(GIVEN ENTRIES)

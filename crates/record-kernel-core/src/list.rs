use serde::{Deserialize, Serialize};
use time::format_description::BorrowedFormatItem;
use time::macros::format_description;
use time::PrimitiveDateTime;

use crate::grid::CalendarColor;
use crate::record::{EventStatus, OwnerDirectory, RawRecord};
use crate::{truncate_glyphs, KernelError, Localizer, RecordId, MAX_SUMMARY_GLYPHS};

/// One row of the list display.
#[derive(Debug, Clone, Serialize, Deserialize, Eq, PartialEq)]
pub struct EventListItem {
    pub record_id: RecordId,
    pub href: String,
    pub header: String,
    pub bar_color: CalendarColor,
    pub creator: String,
    pub from: String,
    pub to: String,
    pub summary: String,
}

const LOCAL_FORMAT: &[BorrowedFormatItem<'static>] =
    format_description!("[year]-[month]-[day] [hour]:[minute]");

fn format_local(value: PrimitiveDateTime) -> Result<String, KernelError> {
    value
        .format(LOCAL_FORMAT)
        .map_err(|err| KernelError::Validation(format!("invalid local time {value}: {err}")))
}

/// Project records into list rows, keeping their order.
///
/// # Errors
/// Returns [`KernelError::Validation`] for a malformed record or a timestamp
/// that cannot be localized.
pub fn build_event_list<'r, I, L>(
    records: I,
    directory: &OwnerDirectory,
    localizer: &L,
) -> Result<Vec<EventListItem>, KernelError>
where
    I: IntoIterator<Item = &'r RawRecord>,
    L: Localizer + ?Sized,
{
    records
        .into_iter()
        .map(|record| -> Result<EventListItem, KernelError> {
            let owner = record.validate()?;
            let header = match record.explicit_title() {
                Some(title) => title.to_string(),
                None => directory.terse_summary(owner, record.status),
            };
            let bar_color = match record.status {
                EventStatus::Away => CalendarColor::Red,
                EventStatus::Sporadic => CalendarColor::Yellow,
            };

            Ok(EventListItem {
                record_id: record.record_id,
                href: format!("/E{}", record.record_id),
                header,
                bar_color,
                creator: directory.display_name(owner).to_string(),
                from: format_local(localizer.local_datetime(record.start_epoch)?)?,
                to: format_local(localizer.local_datetime(record.end_epoch)?)?,
                summary: truncate_glyphs(&record.description, MAX_SUMMARY_GLYPHS),
            })
        })
        .collect()
}

#[cfg(test)]
mod tests {
    use std::collections::BTreeSet;

    use time::UtcOffset;

    use super::*;
    use crate::OwnerId;

    fn record(id: u64, status: EventStatus) -> RawRecord {
        RawRecord {
            record_id: RecordId(id),
            owner_id: Some(OwnerId::new("PHID-USER-a")),
            // 2024-01-15T09:30:00Z to 2024-01-15T17:00:00Z
            start_epoch: 1_705_311_000,
            end_epoch: 1_705_338_000,
            title: None,
            description: String::new(),
            status,
            is_cancelled: false,
            invited_owners: BTreeSet::new(),
        }
    }

    #[test]
    fn list_items_use_terse_summary_without_title() {
        let mut directory = OwnerDirectory::new();
        directory.insert(OwnerId::new("PHID-USER-a"), "alice");
        let mut titled = record(2, EventStatus::Sporadic);
        titled.title = Some("Conference".to_string());
        titled.description = "y".repeat(80);

        let items = build_event_list(
            &[record(1, EventStatus::Away), titled],
            &directory,
            &UtcOffset::UTC,
        )
        .unwrap_or_else(|err| panic!("list should build: {err}"));

        assert_eq!(items[0].href, "/E1");
        assert_eq!(items[0].header, "alice (Away)");
        assert_eq!(items[0].bar_color, CalendarColor::Red);
        assert_eq!(items[0].creator, "alice");
        assert_eq!(items[0].from, "2024-01-15 09:30");
        assert_eq!(items[0].to, "2024-01-15 17:00");

        assert_eq!(items[1].header, "Conference");
        assert_eq!(items[1].bar_color, CalendarColor::Yellow);
        assert_eq!(items[1].summary.chars().count(), MAX_SUMMARY_GLYPHS);
    }

    #[test]
    fn list_times_are_shown_in_viewer_timezone() {
        let minus_five = UtcOffset::from_hms(-5, 0, 0)
            .unwrap_or_else(|err| panic!("invalid fixture offset: {err}"));
        let items =
            build_event_list(&[record(1, EventStatus::Away)], &OwnerDirectory::new(), &minus_five)
                .unwrap_or_else(|err| panic!("list should build: {err}"));
        assert_eq!(items[0].from, "2024-01-15 04:30");
        assert_eq!(items[0].creator, "PHID-USER-a");
    }

    #[test]
    fn local_times_are_zero_padded() {
        // 2024-03-05T07:04:00Z
        let value = UtcOffset::UTC
            .local_datetime(1_709_622_240)
            .unwrap_or_else(|err| panic!("fixture epoch should localize: {err}"));
        assert_eq!(format_local(value), Ok("2024-03-05 07:04".to_string()));
    }

    #[test]
    fn list_rejects_malformed_records() {
        let mut broken = record(1, EventStatus::Away);
        broken.end_epoch = broken.start_epoch - 1;
        let result = build_event_list(&[broken], &OwnerDirectory::new(), &UtcOffset::UTC);
        assert!(matches!(result, Err(KernelError::Validation(_))));
    }
}
use std::collections::{BTreeMap, BTreeSet};

use serde::{Deserialize, Serialize};

use crate::{KernelError, OwnerId, RecordId};

#[derive(Debug, Clone, Copy, Default, Serialize, Deserialize, Eq, PartialEq, Hash)]
#[serde(rename_all = "snake_case")]
pub enum EventStatus {
    #[default]
    Away,
    Sporadic,
}

impl EventStatus {
    #[must_use]
    pub fn human_text(self) -> &'static str {
        match self {
            Self::Away => "Away",
            Self::Sporadic => "Sporadic",
        }
    }
}

/// One calendar record as handed over by the storage layer.
#[derive(Debug, Clone, Serialize, Deserialize, Eq, PartialEq)]
pub struct RawRecord {
    pub record_id: RecordId,
    #[serde(default)]
    pub owner_id: Option<OwnerId>,
    pub start_epoch: i64,
    pub end_epoch: i64,
    #[serde(default)]
    pub title: Option<String>,
    #[serde(default)]
    pub description: String,
    #[serde(default)]
    pub status: EventStatus,
    #[serde(default)]
    pub is_cancelled: bool,
    #[serde(default)]
    pub invited_owners: BTreeSet<OwnerId>,
}

impl RawRecord {
    /// Check the record can be projected and return its owner.
    ///
    /// # Errors
    /// Returns [`KernelError::Validation`] when the owner is missing or blank, or
    /// when the interval ends before it starts.
    pub fn validate(&self) -> Result<&OwnerId, KernelError> {
        let owner = match &self.owner_id {
            Some(owner) if !owner.as_str().trim().is_empty() => owner,
            _ => {
                return Err(KernelError::Validation(format!(
                    "record {} MUST have an owner",
                    self.record_id
                )));
            }
        };

        if self.end_epoch < self.start_epoch {
            return Err(KernelError::Validation(format!(
                "record {} ends before it starts ({} < {})",
                self.record_id, self.end_epoch, self.start_epoch
            )));
        }

        Ok(owner)
    }

    /// Explicit title when it has visible content.
    #[must_use]
    pub fn explicit_title(&self) -> Option<&str> {
        self.title.as_deref().map(str::trim).filter(|title| !title.is_empty())
    }
}

/// Display names for owners, keyed by owner id.
#[derive(Debug, Clone, Default, Serialize, Deserialize, Eq, PartialEq)]
#[serde(transparent)]
pub struct OwnerDirectory(pub BTreeMap<OwnerId, String>);

impl OwnerDirectory {
    #[must_use]
    pub fn new() -> Self {
        Self::default()
    }

    pub fn insert(&mut self, owner: OwnerId, name: impl Into<String>) {
        self.0.insert(owner, name.into());
    }

    /// Falls back to the raw owner id for owners without a registered name.
    #[must_use]
    pub fn display_name<'a>(&'a self, owner: &'a OwnerId) -> &'a str {
        self.0.get(owner).map_or(owner.as_str(), String::as_str)
    }

    /// `"<owner name> (<status>)"`, the line shown for a record that has no title of its own.
    #[must_use]
    pub fn terse_summary(&self, owner: &OwnerId, status: EventStatus) -> String {
        format!("{} ({})", self.display_name(owner), status.human_text())
    }
}

#[cfg(test)]
mod tests {
    use super::*;

    fn record(owner: Option<&str>, start: i64, end: i64) -> RawRecord {
        RawRecord {
            record_id: RecordId(7),
            owner_id: owner.map(OwnerId::new),
            start_epoch: start,
            end_epoch: end,
            title: None,
            description: String::new(),
            status: EventStatus::Away,
            is_cancelled: false,
            invited_owners: BTreeSet::new(),
        }
    }

    #[test]
    fn validate_rejects_missing_owner() {
        let raw = record(None, 0, 10);
        assert!(matches!(
            raw.validate(),
            Err(KernelError::Validation(message)) if message.contains("owner")
        ));
    }

    #[test]
    fn validate_rejects_blank_owner() {
        assert!(record(Some("  "), 0, 10).validate().is_err());
    }

    #[test]
    fn validate_rejects_inverted_interval() {
        let raw = record(Some("PHID-USER-a"), 10, 9);
        assert!(matches!(
            raw.validate(),
            Err(KernelError::Validation(message)) if message.contains("ends before")
        ));
    }

    #[test]
    fn validate_accepts_zero_length_interval() {
        let owner = OwnerId::new("PHID-USER-a");
        assert_eq!(record(Some("PHID-USER-a"), 10, 10).validate(), Ok(&owner));
    }

    #[test]
    fn blank_title_is_not_explicit() {
        let mut raw = record(Some("PHID-USER-a"), 0, 0);
        raw.title = Some("   ".to_string());
        assert_eq!(raw.explicit_title(), None);
        raw.title = Some(" Standup ".to_string());
        assert_eq!(raw.explicit_title(), Some("Standup"));
    }

    #[test]
    fn directory_falls_back_to_owner_id() {
        let mut directory = OwnerDirectory::new();
        let alice = OwnerId::new("PHID-USER-alice");
        let bob = OwnerId::new("PHID-USER-bob");
        directory.insert(alice.clone(), "alice");

        assert_eq!(directory.display_name(&alice), "alice");
        assert_eq!(directory.display_name(&bob), "PHID-USER-bob");
        assert_eq!(directory.terse_summary(&alice, EventStatus::Sporadic), "alice (Sporadic)");
    }
}
use std::collections::{BTreeMap, BTreeSet};

use serde::{Deserialize, Serialize};

use crate::{CommentId, DocumentId, KernelError};

#[derive(Debug, Clone, Copy, Serialize, Deserialize, Eq, PartialEq, Hash)]
#[serde(rename_all = "snake_case")]
pub enum FixedState {
    Done,
    Undone,
}

/// An inline review comment anchored to a line range of one document.
#[derive(Debug, Clone, Serialize, Deserialize, Eq, PartialEq)]
pub struct Comment {
    pub id: CommentId,
    pub document_id: DocumentId,
    #[serde(default)]
    pub line_number: u32,
    /// Extra lines covered after `line_number`; 0 anchors a single line.
    #[serde(default)]
    pub line_length: u32,
    #[serde(default)]
    pub is_new_file: bool,
    #[serde(default)]
    pub fixed_state: Option<FixedState>,
    #[serde(default)]
    pub has_replies: bool,
    #[serde(default)]
    pub reply_to: Option<CommentId>,
    #[serde(default)]
    pub content: String,
}

/// Position ordering of comments inside one document. Field order is the sort order.
#[derive(Debug, Clone, Copy, Eq, PartialEq, Ord, PartialOrd, Hash)]
pub struct CommentSortKey {
    pub line_number: u32,
    pub line_length: u32,
    pub id: CommentId,
}

impl Comment {
    #[must_use]
    pub fn sort_key(&self) -> CommentSortKey {
        CommentSortKey { line_number: self.line_number, line_length: self.line_length, id: self.id }
    }
}

#[derive(Debug, Clone, Serialize, Deserialize, Eq, PartialEq)]
pub struct Document {
    pub id: DocumentId,
    pub filename: String,
}

/// Display order of documents: by filename, then id.
#[must_use]
pub fn display_order_by_filename(documents: &[Document]) -> Vec<DocumentId> {
    let mut ordered = documents.iter().collect::<Vec<_>>();
    ordered.sort_by(|lhs, rhs| lhs.filename.cmp(&rhs.filename).then_with(|| lhs.id.cmp(&rhs.id)));
    let mut seen = BTreeSet::new();
    ordered.into_iter().map(|document| document.id).filter(|id| seen.insert(*id)).collect()
}

/// What to do with comments whose document is missing from the display order.
#[derive(Debug, Clone, Copy, Default, Serialize, Deserialize, Eq, PartialEq, Hash)]
#[serde(rename_all = "snake_case")]
pub enum StrayCommentPolicy {
    #[default]
    Reject,
    Drop,
}

impl StrayCommentPolicy {
    #[must_use]
    pub fn as_str(self) -> &'static str {
        match self {
            Self::Reject => "reject",
            Self::Drop => "drop",
        }
    }

    #[must_use]
    pub fn parse(value: &str) -> Option<Self> {
        match value {
            "reject" => Some(Self::Reject),
            "drop" => Some(Self::Drop),
            _ => None,
        }
    }
}

#[derive(Debug, Clone, Serialize, Eq, PartialEq)]
pub struct CommentGroup<'a> {
    pub document_id: DocumentId,
    pub comments: Vec<&'a Comment>,
}

/// Comments per document, iterated in display order.
#[derive(Debug, Clone, Default, Serialize, Eq, PartialEq)]
#[serde(transparent)]
pub struct CommentGroups<'a> {
    groups: Vec<CommentGroup<'a>>,
}

impl<'a> CommentGroups<'a> {
    pub fn iter(&self) -> std::slice::Iter<'_, CommentGroup<'a>> {
        self.groups.iter()
    }

    #[must_use]
    pub fn get(&self, document_id: DocumentId) -> Option<&[&'a Comment]> {
        self.groups
            .iter()
            .find(|group| group.document_id == document_id)
            .map(|group| group.comments.as_slice())
    }

    #[must_use]
    pub fn document_ids(&self) -> Vec<DocumentId> {
        self.groups.iter().map(|group| group.document_id).collect()
    }

    #[must_use]
    pub fn len(&self) -> usize {
        self.groups.len()
    }

    #[must_use]
    pub fn is_empty(&self) -> bool {
        self.groups.is_empty()
    }
}

impl<'g, 'a> IntoIterator for &'g CommentGroups<'a> {
    type Item = &'g CommentGroup<'a>;
    type IntoIter = std::slice::Iter<'g, CommentGroup<'a>>;

    fn into_iter(self) -> Self::IntoIter {
        self.groups.iter()
    }
}

/// Group comments by document and order each group by position.
///
/// Documents appear in `display_order`; documents without comments are left out.
/// Within a document comments sort by line, then span length, then id, which is
/// a total order independent of the input order.
///
/// # Errors
/// Returns [`KernelError::Configuration`] when `display_order` is empty while
/// there are comments, or lists a document twice, and
/// [`KernelError::Validation`] when `policy` is [`StrayCommentPolicy::Reject`]
/// and some comments belong to documents outside `display_order`.
pub fn group_and_order<'a>(
    comments: &'a [Comment],
    display_order: &[DocumentId],
    policy: StrayCommentPolicy,
) -> Result<CommentGroups<'a>, KernelError> {
    if display_order.is_empty() && !comments.is_empty() {
        return Err(KernelError::Configuration(
            "document display order MUST be provided when comments are present".to_string(),
        ));
    }

    let mut known = BTreeSet::new();
    for document_id in display_order {
        if !known.insert(*document_id) {
            return Err(KernelError::Configuration(format!(
                "document display order lists document {document_id} more than once"
            )));
        }
    }

    let mut buckets: BTreeMap<DocumentId, Vec<&'a Comment>> = BTreeMap::new();
    for comment in comments {
        buckets.entry(comment.document_id).or_default().push(comment);
    }

    let strays = buckets.keys().filter(|id| !known.contains(*id)).copied().collect::<Vec<_>>();
    if !strays.is_empty() {
        let listed = strays.iter().map(ToString::to_string).collect::<Vec<_>>().join(", ");
        match policy {
            StrayCommentPolicy::Reject => {
                return Err(KernelError::Validation(format!(
                    "comments reference documents outside the display order: [{listed}]"
                )));
            }
            StrayCommentPolicy::Drop => {
                tracing::debug!(documents = %listed, "dropping comments on undisplayed documents");
            }
        }
    }

    let mut groups = Vec::with_capacity(buckets.len().min(display_order.len()));
    for document_id in display_order {
        let Some(mut bucket) = buckets.remove(document_id) else {
            continue;
        };
        bucket.sort_by_key(|comment| comment.sort_key());
        groups.push(CommentGroup { document_id: *document_id, comments: bucket });
    }

    tracing::trace!(
        comments = comments.len(),
        groups = groups.len(),
        "grouped inline comments"
    );

    Ok(CommentGroups { groups })
}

(End GIVEN ENTRIES)

** YOUR OBJECTIVE **
From the lines above, copy those that contain the word "Sporadic".

** RESPONSE **
                EventStatus::Sporadic => CalendarColor::Yellow,
        let mut titled = record(2, EventStatus::Sporadic);
    Sporadic,
            Self::Sporadic => "Sporadic",
        assert_eq!(directory.terse_summary(&alice, EventStatus::Sporadic), "alice (Sporadic)");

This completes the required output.